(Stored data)
[Start of section]

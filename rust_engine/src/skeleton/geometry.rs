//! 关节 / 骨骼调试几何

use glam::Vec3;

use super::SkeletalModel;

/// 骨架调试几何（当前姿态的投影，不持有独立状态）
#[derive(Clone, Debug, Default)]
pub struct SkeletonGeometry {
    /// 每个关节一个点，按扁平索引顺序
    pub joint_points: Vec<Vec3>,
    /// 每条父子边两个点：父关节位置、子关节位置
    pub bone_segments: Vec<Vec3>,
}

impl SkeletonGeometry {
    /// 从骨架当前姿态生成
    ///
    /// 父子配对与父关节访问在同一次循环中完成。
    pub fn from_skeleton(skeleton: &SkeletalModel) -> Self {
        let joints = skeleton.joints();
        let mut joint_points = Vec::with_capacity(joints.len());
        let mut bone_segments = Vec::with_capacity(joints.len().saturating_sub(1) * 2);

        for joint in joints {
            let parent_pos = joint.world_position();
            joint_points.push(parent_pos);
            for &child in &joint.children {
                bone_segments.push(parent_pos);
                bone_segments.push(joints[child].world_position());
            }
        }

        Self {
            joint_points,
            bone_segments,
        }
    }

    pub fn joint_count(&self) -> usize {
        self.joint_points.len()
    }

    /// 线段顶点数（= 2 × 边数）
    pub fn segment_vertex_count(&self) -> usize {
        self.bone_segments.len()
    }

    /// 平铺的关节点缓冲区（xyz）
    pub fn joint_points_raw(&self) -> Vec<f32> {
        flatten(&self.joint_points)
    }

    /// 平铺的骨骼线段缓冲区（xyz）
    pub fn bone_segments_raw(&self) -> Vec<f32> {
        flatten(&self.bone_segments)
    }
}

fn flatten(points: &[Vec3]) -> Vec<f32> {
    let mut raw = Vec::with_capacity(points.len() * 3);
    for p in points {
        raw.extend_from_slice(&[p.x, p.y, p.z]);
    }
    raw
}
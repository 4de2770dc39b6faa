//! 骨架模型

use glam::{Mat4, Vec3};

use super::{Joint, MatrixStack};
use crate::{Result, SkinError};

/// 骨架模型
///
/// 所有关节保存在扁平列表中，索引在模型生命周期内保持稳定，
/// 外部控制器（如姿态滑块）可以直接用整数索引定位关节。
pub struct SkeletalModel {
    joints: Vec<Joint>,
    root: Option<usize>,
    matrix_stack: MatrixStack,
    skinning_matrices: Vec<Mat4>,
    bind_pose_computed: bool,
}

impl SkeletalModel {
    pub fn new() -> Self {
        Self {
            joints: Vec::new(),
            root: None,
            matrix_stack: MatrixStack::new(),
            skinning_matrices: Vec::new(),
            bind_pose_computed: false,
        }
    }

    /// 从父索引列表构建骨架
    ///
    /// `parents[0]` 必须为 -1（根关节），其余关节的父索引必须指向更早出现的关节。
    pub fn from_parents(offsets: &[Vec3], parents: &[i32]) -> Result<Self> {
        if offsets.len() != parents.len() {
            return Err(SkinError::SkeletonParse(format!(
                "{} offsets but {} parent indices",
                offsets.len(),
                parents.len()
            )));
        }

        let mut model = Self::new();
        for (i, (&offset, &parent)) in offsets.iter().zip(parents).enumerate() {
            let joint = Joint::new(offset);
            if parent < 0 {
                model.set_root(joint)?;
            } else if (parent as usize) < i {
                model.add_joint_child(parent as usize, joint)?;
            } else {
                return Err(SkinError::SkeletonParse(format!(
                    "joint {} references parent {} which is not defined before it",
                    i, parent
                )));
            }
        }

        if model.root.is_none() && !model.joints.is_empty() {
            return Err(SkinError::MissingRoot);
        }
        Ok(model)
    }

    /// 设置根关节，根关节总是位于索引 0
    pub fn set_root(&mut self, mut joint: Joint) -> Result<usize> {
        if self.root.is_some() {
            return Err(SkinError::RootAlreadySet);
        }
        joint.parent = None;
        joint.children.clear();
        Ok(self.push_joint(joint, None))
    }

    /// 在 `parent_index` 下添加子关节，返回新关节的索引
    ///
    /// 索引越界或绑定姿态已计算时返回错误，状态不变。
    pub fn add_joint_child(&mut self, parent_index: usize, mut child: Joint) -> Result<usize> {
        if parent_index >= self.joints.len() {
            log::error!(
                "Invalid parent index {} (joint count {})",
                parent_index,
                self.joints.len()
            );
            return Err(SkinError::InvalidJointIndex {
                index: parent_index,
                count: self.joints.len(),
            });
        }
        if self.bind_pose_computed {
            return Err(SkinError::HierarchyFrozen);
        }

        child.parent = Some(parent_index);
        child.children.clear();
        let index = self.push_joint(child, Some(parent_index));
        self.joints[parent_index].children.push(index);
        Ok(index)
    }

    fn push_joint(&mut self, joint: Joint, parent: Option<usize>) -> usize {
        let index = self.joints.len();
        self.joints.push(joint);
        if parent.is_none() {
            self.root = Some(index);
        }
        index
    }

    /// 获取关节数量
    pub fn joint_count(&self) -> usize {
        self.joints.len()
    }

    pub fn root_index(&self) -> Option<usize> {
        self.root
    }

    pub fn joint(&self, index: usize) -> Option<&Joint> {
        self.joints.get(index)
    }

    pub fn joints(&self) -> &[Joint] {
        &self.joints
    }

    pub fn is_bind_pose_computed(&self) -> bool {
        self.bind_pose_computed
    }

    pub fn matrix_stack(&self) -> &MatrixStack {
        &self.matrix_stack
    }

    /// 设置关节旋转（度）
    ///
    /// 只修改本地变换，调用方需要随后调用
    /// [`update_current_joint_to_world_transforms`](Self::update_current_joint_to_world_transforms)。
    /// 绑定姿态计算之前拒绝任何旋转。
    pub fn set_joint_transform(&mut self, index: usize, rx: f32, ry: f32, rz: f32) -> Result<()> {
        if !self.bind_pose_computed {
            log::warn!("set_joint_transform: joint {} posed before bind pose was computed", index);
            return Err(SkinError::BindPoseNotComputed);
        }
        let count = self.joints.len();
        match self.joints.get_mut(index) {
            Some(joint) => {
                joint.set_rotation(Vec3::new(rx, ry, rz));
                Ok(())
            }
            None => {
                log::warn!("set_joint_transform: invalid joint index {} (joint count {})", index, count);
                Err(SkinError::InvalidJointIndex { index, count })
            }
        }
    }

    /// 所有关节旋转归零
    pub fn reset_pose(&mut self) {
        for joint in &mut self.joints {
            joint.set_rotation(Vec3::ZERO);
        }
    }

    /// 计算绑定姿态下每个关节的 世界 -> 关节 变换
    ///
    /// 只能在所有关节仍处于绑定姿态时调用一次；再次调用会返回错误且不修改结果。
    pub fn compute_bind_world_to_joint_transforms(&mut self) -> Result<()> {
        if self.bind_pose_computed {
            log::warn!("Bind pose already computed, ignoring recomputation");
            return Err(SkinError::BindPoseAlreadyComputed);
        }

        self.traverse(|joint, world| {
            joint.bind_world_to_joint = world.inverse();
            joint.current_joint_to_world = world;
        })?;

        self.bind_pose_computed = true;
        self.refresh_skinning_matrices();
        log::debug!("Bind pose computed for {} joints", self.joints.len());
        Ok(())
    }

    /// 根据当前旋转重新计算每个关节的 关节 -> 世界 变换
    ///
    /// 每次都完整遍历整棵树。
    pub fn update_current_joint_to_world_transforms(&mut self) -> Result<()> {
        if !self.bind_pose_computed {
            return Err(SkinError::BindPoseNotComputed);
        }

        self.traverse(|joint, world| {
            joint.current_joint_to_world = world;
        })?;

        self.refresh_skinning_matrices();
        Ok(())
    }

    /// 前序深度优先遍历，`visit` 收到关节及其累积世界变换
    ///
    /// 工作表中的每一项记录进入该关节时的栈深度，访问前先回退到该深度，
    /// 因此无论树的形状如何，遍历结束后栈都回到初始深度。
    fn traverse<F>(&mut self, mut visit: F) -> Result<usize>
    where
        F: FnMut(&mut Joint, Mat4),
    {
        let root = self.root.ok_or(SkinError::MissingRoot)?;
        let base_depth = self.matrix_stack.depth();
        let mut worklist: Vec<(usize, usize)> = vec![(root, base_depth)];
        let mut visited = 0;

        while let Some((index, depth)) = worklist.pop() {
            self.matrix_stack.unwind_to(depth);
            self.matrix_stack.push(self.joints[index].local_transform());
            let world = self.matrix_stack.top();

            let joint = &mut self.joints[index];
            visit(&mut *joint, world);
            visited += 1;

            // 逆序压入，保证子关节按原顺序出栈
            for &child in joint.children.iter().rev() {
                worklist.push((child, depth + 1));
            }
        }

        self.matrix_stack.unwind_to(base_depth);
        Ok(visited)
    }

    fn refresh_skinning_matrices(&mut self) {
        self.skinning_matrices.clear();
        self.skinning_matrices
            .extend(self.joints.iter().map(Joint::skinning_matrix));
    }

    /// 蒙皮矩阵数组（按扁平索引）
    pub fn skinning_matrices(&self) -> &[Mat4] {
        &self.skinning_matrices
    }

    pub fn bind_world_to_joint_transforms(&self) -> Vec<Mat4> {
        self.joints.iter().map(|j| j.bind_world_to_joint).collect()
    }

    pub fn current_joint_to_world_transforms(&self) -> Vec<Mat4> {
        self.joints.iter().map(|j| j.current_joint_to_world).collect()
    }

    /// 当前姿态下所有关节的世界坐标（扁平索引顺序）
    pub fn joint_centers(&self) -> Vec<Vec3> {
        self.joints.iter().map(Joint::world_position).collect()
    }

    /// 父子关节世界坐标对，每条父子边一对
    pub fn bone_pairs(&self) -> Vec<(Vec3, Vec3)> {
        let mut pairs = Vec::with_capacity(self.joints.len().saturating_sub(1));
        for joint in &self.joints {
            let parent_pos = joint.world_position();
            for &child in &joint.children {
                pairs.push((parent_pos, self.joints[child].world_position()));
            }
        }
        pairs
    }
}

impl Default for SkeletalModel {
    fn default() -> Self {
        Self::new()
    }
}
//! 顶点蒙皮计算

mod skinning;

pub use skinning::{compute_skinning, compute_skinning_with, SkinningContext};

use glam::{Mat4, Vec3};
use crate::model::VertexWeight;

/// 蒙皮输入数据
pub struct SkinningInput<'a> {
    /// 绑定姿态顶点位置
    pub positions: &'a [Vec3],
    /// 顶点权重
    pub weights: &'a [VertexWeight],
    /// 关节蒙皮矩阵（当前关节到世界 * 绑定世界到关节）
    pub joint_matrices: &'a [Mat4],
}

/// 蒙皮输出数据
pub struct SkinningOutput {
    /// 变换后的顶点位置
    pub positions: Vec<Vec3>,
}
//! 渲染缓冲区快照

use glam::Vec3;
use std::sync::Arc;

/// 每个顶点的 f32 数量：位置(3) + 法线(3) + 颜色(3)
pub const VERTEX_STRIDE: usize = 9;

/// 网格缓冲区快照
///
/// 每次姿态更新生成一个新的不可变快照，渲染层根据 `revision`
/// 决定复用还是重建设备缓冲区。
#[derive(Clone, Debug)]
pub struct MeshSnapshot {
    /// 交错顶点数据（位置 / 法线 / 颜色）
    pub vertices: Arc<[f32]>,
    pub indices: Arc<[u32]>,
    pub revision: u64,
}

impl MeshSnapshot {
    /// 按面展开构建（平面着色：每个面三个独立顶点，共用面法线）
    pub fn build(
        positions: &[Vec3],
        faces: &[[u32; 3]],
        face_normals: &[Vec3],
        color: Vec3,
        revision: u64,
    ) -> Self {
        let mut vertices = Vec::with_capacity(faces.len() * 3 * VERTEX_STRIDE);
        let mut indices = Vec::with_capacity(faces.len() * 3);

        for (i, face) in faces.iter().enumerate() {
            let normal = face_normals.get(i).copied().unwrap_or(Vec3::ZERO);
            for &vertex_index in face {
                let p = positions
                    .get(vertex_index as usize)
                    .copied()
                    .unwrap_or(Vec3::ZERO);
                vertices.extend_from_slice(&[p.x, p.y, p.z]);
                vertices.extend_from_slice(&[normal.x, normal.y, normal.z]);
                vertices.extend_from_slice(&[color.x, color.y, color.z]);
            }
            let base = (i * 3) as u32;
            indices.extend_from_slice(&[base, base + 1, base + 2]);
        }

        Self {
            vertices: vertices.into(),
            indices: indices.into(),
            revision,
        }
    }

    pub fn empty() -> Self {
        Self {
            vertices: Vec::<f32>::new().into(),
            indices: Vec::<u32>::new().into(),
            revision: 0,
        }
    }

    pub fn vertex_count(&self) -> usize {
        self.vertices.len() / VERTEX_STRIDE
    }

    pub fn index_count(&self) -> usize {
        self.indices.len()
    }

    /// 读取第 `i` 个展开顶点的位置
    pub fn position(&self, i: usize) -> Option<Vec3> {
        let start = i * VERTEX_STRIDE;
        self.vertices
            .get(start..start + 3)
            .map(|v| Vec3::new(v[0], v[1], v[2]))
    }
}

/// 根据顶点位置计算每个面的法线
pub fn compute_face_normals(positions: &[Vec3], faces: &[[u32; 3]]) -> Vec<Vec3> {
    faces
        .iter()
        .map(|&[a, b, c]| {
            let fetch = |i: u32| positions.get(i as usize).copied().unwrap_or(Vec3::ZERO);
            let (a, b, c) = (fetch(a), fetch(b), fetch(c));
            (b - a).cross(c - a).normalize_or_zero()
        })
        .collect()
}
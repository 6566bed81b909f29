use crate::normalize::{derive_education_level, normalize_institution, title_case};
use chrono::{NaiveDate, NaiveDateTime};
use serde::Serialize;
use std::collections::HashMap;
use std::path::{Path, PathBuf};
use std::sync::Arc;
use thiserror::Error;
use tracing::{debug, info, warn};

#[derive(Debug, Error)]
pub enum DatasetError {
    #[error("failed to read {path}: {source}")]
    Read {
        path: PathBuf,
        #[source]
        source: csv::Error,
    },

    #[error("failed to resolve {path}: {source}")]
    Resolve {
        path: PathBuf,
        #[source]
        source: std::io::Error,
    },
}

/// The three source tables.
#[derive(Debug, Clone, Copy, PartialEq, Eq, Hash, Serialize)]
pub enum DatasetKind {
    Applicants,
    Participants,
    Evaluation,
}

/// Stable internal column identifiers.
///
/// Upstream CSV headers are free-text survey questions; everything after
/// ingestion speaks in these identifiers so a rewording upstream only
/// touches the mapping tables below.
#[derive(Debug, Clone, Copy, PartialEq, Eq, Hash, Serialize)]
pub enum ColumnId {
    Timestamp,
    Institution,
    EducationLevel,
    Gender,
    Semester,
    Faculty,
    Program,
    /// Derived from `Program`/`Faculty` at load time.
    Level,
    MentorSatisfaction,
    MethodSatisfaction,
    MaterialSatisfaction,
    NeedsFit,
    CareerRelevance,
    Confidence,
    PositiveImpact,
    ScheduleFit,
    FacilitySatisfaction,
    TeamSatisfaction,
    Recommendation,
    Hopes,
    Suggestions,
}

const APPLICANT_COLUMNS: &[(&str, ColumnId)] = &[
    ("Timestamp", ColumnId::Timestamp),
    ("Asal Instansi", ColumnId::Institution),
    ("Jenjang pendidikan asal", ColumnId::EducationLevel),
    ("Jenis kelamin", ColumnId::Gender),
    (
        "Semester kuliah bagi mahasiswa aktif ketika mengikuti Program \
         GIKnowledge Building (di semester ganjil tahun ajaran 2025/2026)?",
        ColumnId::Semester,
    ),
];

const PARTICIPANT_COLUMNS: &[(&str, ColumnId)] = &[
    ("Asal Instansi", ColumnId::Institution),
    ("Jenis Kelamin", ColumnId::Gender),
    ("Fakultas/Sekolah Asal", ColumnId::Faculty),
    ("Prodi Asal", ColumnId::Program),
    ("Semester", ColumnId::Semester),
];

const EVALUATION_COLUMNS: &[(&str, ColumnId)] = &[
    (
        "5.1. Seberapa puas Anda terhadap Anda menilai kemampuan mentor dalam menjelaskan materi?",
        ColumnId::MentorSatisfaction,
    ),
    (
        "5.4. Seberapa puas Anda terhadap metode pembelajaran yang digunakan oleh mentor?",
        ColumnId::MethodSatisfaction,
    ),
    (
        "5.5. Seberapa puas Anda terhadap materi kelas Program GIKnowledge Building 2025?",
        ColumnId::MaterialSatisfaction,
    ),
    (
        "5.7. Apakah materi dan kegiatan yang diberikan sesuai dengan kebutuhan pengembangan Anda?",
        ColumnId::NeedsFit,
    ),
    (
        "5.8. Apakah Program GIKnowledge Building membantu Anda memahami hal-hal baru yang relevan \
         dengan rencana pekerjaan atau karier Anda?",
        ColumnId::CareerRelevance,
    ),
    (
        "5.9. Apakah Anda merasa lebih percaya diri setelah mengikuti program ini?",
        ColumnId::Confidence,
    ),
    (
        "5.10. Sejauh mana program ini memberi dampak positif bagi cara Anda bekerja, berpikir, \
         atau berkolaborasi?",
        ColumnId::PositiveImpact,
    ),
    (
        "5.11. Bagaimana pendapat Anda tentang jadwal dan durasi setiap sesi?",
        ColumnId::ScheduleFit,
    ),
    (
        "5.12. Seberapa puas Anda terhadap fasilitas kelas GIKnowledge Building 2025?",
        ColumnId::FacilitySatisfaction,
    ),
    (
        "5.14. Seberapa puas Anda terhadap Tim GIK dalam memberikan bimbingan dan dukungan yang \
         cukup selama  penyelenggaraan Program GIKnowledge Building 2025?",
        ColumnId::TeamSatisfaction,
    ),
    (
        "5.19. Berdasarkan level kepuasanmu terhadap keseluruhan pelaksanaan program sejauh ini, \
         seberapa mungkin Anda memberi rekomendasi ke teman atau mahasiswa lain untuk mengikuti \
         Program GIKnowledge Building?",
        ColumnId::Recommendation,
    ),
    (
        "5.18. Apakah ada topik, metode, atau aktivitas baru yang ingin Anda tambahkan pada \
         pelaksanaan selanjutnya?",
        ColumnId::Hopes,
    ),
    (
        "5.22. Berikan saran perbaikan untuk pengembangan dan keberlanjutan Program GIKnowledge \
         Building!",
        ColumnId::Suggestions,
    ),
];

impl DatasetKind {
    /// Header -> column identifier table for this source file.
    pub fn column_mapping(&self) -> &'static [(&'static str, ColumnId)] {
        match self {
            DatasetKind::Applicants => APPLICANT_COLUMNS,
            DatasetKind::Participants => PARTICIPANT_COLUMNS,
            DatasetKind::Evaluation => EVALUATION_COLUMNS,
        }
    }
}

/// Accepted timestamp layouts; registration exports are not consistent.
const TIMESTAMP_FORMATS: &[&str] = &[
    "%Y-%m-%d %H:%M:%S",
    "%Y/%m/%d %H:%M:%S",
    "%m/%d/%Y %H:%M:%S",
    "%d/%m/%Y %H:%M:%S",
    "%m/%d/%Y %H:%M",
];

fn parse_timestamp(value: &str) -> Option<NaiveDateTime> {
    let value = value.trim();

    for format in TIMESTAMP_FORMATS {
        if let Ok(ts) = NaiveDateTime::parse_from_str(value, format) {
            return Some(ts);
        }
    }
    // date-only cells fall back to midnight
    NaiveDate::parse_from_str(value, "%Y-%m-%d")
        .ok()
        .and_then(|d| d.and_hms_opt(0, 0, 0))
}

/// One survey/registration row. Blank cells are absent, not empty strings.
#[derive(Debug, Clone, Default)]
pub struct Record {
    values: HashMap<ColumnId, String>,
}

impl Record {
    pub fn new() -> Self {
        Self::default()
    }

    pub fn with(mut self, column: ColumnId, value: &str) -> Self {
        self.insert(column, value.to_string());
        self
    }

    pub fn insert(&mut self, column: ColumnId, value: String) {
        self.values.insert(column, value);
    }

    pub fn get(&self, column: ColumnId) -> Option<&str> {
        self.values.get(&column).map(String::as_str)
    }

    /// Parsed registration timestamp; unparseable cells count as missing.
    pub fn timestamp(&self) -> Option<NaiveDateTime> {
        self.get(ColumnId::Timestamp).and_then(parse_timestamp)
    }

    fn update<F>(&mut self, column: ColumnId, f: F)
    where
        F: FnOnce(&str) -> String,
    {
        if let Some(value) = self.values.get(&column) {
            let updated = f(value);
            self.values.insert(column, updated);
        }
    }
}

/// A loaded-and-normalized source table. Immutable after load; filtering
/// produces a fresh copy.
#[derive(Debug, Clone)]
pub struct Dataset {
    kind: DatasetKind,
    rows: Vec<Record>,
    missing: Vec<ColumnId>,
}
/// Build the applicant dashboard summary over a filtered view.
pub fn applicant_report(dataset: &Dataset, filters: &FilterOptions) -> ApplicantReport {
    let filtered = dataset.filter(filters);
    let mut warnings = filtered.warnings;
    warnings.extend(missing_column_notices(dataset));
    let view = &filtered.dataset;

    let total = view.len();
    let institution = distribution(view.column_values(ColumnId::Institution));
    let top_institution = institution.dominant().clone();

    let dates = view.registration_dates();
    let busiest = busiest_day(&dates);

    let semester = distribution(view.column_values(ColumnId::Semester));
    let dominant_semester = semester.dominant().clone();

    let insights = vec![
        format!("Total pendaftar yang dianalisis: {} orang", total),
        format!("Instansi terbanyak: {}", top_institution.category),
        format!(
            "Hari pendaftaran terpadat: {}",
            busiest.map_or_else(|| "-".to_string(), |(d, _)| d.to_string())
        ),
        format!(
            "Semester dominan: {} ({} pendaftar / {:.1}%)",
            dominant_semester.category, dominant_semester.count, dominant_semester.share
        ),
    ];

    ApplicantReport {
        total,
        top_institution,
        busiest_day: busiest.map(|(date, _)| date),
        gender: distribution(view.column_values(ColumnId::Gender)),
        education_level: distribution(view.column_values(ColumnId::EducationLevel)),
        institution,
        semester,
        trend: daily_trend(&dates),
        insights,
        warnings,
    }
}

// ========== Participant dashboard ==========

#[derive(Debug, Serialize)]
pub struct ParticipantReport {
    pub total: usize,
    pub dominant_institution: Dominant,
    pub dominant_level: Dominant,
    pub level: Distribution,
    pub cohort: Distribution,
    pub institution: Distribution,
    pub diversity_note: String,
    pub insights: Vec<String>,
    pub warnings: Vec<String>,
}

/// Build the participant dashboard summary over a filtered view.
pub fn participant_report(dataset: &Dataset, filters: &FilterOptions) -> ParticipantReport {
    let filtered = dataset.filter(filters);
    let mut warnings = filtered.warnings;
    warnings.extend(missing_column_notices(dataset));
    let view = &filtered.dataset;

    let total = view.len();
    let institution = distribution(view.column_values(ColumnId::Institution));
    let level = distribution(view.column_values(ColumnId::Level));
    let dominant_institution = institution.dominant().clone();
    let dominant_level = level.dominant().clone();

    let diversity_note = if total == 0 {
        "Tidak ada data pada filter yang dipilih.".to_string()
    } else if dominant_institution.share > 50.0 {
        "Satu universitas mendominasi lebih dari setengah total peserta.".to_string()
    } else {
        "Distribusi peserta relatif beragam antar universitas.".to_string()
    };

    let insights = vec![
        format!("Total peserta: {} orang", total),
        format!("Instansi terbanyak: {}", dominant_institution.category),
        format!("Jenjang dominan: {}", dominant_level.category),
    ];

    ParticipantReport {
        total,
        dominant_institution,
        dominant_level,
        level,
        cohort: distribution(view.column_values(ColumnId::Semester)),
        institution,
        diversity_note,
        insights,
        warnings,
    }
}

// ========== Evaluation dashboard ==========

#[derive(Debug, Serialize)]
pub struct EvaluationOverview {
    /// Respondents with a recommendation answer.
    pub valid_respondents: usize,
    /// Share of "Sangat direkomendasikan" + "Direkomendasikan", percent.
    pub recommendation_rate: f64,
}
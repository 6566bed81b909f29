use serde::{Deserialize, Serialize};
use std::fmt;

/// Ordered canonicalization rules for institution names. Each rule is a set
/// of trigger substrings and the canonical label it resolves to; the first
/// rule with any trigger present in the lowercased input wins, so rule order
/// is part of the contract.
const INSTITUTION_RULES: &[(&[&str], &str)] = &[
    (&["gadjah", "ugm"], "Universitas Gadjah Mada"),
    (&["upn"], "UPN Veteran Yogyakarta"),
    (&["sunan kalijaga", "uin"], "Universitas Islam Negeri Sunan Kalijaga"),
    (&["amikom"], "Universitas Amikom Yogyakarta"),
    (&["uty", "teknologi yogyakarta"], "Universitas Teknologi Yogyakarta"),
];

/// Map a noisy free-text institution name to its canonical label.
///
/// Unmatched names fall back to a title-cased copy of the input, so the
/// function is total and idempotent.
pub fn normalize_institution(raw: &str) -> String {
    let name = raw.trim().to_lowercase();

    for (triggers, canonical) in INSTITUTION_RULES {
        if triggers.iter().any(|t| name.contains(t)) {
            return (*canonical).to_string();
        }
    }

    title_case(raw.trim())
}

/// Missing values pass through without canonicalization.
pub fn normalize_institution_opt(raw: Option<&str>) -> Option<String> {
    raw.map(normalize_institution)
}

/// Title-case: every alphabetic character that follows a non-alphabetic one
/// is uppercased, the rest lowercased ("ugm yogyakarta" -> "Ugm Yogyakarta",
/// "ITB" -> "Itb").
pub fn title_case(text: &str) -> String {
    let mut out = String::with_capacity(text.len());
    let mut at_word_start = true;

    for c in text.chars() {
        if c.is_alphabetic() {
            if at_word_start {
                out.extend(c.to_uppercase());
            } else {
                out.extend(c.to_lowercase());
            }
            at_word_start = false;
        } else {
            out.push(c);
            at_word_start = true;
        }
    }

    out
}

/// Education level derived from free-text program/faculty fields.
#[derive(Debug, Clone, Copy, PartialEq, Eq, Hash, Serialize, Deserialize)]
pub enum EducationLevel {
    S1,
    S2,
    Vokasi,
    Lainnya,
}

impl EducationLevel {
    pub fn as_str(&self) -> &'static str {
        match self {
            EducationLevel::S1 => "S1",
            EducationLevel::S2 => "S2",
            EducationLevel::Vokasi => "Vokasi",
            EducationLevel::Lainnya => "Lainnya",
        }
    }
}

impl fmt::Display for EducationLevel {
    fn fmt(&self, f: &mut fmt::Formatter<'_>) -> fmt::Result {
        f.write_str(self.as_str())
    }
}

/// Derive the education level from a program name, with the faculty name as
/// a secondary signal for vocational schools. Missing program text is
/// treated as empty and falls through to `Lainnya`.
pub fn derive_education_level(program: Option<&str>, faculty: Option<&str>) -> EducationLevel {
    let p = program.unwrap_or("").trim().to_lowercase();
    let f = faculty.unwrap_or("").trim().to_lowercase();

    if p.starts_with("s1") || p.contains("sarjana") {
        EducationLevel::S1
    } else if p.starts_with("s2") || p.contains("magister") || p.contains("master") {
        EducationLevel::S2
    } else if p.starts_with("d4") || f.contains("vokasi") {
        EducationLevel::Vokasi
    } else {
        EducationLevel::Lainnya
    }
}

[End of section]

▶ _WHAT TO WORK ON_
Scan the entries above for the word "free" and collect each line holding it.

▶ _RESPONSE TO THIS TASK_
/// Upstream CSV headers are free-text survey questions; everything after
/// Map a noisy free-text institution name to its canonical label.
/// Education level derived from free-text program/faculty fields.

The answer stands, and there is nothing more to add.